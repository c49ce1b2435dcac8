use chrono::{DateTime, Utc};
use serde::{Deserialize, Serialize};

/// Where a lookup result came from.
#[derive(Debug, Clone, Copy, PartialEq, Eq, Serialize, Deserialize)]
#[serde(rename_all = "lowercase")]
pub enum Source {
    Api,
    Cache,
}

impl Source {
    pub fn as_str(&self) -> &'static str {
        match self {
            Self::Api => "api",
            Self::Cache => "cache",
        }
    }
}

/// Geographic location.
///
/// `name` is present when the location came from geocoding a city name and
/// absent for raw-coordinate lookups.
#[derive(Debug, Clone, PartialEq, Serialize, Deserialize)]
pub struct Location {
    pub name: Option<String>,
    pub country: Option<String>,
    pub region: Option<String>,
    pub latitude: f64,
    pub longitude: f64,
}

impl Location {
    /// A nameless location for coordinate-only lookups.
    pub fn from_coordinates(latitude: f64, longitude: f64) -> Self {
        Self {
            name: None,
            country: None,
            region: None,
            latitude,
            longitude,
        }
    }
}

/// Current weather conditions at a point in time.
///
/// `raw` keeps the full upstream response so callers that want fields we do
/// not model (forecast arrays, units) still have them.
#[derive(Debug, Clone, PartialEq, Serialize, Deserialize)]
pub struct WeatherSnapshot {
    pub temperature: f64,
    pub windspeed: f64,
    pub wind_direction: i32,
    pub observed_at: DateTime<Utc>,
    pub raw: serde_json::Value,
}

/// Outcome of resolving one weather request.
///
/// This is the unit cached and recorded to history. Failures are never
/// cached and never recorded.
#[derive(Debug, Clone, PartialEq, Serialize, Deserialize)]
#[serde(tag = "status", rename_all = "lowercase")]
pub enum LookupResult {
    Success {
        location: Option<Location>,
        weather: WeatherSnapshot,
    },
    Failure {
        reason: String,
    },
}

impl LookupResult {
    pub fn is_success(&self) -> bool {
        matches!(self, Self::Success { .. })
    }
}
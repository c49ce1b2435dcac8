use anyhow::{Context, Result};
use clap::Parser;
use std::time::Duration;

use skycast_core::{CacheBackend, Config};
use skycast_lookup::{LookupOutcome, LookupService};
use skycast_store::{CacheStore, HistoryStore, MemoryCache, SqliteCache};
use skycast_weather::WeatherApi;

mod cli;
mod format;

#[tokio::main]
async fn main() -> Result<()> {
    skycast_core::init()?;

    let args = cli::Args::parse();
    let config = Config::load()?;
    for warning in config.validate() {
        tracing::warn!("{warning}");
    }

    std::fs::create_dir_all(&config.data_dir)
        .with_context(|| format!("Failed to create data dir {}", config.data_dir.display()))?;
    let db_path = config.db_path();

    let ttl = Duration::from_secs(config.cache.ttl_secs);
    let cache: Box<dyn CacheStore> = match config.cache.backend {
        CacheBackend::Memory => Box::new(MemoryCache::new(ttl)),
        CacheBackend::Sqlite => Box::new(
            SqliteCache::open(&db_path, ttl).context("Failed to open cache database")?,
        ),
    };
    let history = HistoryStore::open(&db_path).context("Failed to open history database")?;
    let api = WeatherApi::with_endpoints(
        config.api.geocoding_url.as_str(),
        config.api.forecast_url.as_str(),
    )
    .context("Failed to build weather client")?;

    let service = LookupService::new(api, cache, history);

    if let Some(city) = &args.city {
        let outcome = service.lookup_by_city(city).await;
        report(&outcome);
    } else if let Some(coords) = &args.coords {
        // clap enforces exactly two values
        let (lat, lon) = (coords[0], coords[1]);
        let outcome = service.lookup_by_coords(lat, lon).await;
        report(&outcome);
    } else if args.history {
        let records = service
            .recent_history(args.limit)
            .context("Failed to read history")?;
        println!("{}", format::history(&records));
    } else if args.stats {
        let stats = service.statistics().context("Failed to read statistics")?;
        println!("{}", format::statistics(&stats));
    } else if args.clear_history {
        let deleted = service.clear_history().context("Failed to clear history")?;
        println!("Deleted {deleted} history records.");
    }

    Ok(())
}

fn report(outcome: &LookupOutcome) {
    println!("{}", format::weather(outcome));
    for warning in &outcome.warnings {
        eprintln!("warning: {warning}");
    }
}
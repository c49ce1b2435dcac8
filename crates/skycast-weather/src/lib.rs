//! Weather data access for Skycast
//!
//! Domain types plus the Open-Meteo client used for geocoding city names
//! and fetching current weather by coordinates.

pub mod provider;
pub mod types;

pub use provider::{ApiError, WeatherApi};
pub use types::*;
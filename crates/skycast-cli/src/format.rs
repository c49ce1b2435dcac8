//! Plain-text rendering of lookup results, history, and statistics.

use skycast_lookup::LookupOutcome;
use skycast_store::{HistoryRecord, Statistics};
use skycast_weather::LookupResult;

/// Render one lookup outcome.
pub fn weather(outcome: &LookupOutcome) -> String {
    let (location, weather) = match &outcome.result {
        LookupResult::Failure { reason } => return format!("Error: {reason}"),
        LookupResult::Success { location, weather } => (location, weather),
    };

    let title = match location {
        Some(loc) => match (&loc.name, &loc.country) {
            (Some(name), Some(country)) => format!("{name}, {country}"),
            (Some(name), None) => name.clone(),
            _ => format!("{}, {}", loc.latitude, loc.longitude),
        },
        None => "Unknown location".to_string(),
    };

    let mut lines = vec![title];
    lines.push(format!("Temperature: {} °C", weather.temperature));
    lines.push(format!("Windspeed: {} km/h", weather.windspeed));
    lines.push(format!("Wind direction: {}°", weather.wind_direction));
    lines.push(format!(
        "Observed: {}",
        weather.observed_at.format("%Y-%m-%d %H:%M UTC")
    ));
    lines.push(format!("Source: {}", outcome.source.as_str()));
    lines.join("\n")
}

/// Render the recent-history listing.
pub fn history(records: &[HistoryRecord]) -> String {
    if records.is_empty() {
        return "History is empty.".to_string();
    }

    let mut lines = vec!["Recent weather requests:".to_string(), "-".repeat(60)];
    for record in records {
        let place = match (&record.city, record.latitude, record.longitude) {
            (Some(city), _, _) => city.clone(),
            (None, Some(lat), Some(lon)) => format!("{lat}, {lon}"),
            _ => "?".to_string(),
        };
        let temp = record
            .temperature
            .map(|t| format!("{t:.1}°C"))
            .unwrap_or_else(|| "—".to_string());
        let wind = record
            .windspeed
            .map(|w| format!("{w} km/h"))
            .unwrap_or_else(|| "—".to_string());
        lines.push(format!(
            "{} | {:20} | {:>7} | wind {:>9} | {}",
            record.requested_at.format("%Y-%m-%d %H:%M"),
            place,
            temp,
            wind,
            record.source.as_str()
        ));
    }
    lines.join("\n")
}

/// Render the statistics summary.
pub fn statistics(stats: &Statistics) -> String {
    let mut lines = vec![format!(
        "Requests: {}, unique locations: {}",
        stats.total_requests, stats.unique_locations
    )];
    match &stats.temperature {
        Some(temps) => lines.push(format!(
            "Temperature: average {:.1}°C, min {:.1}°C, max {:.1}°C",
            temps.average, temps.min, temps.max
        )),
        None => lines.push("Temperature: no data".to_string()),
    }
    lines.join("\n")
}
//! Configuration errors shared across the workspace.
//!
//! Network and storage errors live with the crates that produce them
//! (`skycast-weather` and `skycast-store`).

use thiserror::Error;

/// Configuration errors.
#[derive(Debug, Error)]
pub enum ConfigError {
    #[error("Could not determine platform config directory")]
    NoConfigDir,

    #[error("Invalid configuration: {0}")]
    Invalid(String),
}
========================
- _Prompt_: Write down again, exactly as given, only the lines above that fall from the line with "let outcome = service.lookup_by_coords(lat, lon).await;" to the line with "let title = match", inclusive.

- _Written response_:
        let outcome = service.lookup_by_coords(lat, lon).await;
        report(&outcome);
    } else if args.history {
        let records = service
            .recent_history(args.limit)
            .context("Failed to read history")?;
        println!("{}", format::history(&records));
    } else if args.stats {
        let stats = service.statistics().context("Failed to read statistics")?;
        println!("{}", format::statistics(&stats));
    } else if args.clear_history {
        let deleted = service.clear_history().context("Failed to clear history")?;
        println!("Deleted {deleted} history records.");
    }

    Ok(())
}

fn report(outcome: &LookupOutcome) {
    println!("{}", format::weather(outcome));
    for warning in &outcome.warnings {
        eprintln!("warning: {warning}");
    }
}
repository c49ce1b2435dcac8
filename crates/skycast-weather/src/lib.rs
//! Weather data access for Skycast
//!
//! Domain types plus the Open-Meteo client used for geocoding city names
//! and fetching current weather by coordinates.

pub mod provider;
pub mod types;

pub use provider::{ApiError, WeatherApi};
pub use types::*;
filename crates/skycast-cli/src/format.rs
repository c49ce1b2435dcac8
//! Plain-text rendering of lookup results, history, and statistics.

use skycast_lookup::LookupOutcome;
use skycast_store::{HistoryRecord, Statistics};
use skycast_weather::LookupResult;

/// Render one lookup outcome.
pub fn weather(outcome: &LookupOutcome) -> String {
    let (location, weather) = match &outcome.result {
        LookupResult::Failure { reason } => return format!("Error: {reason}"),
        LookupResult::Success { location, weather } => (location, weather),
    };

    let title = match location {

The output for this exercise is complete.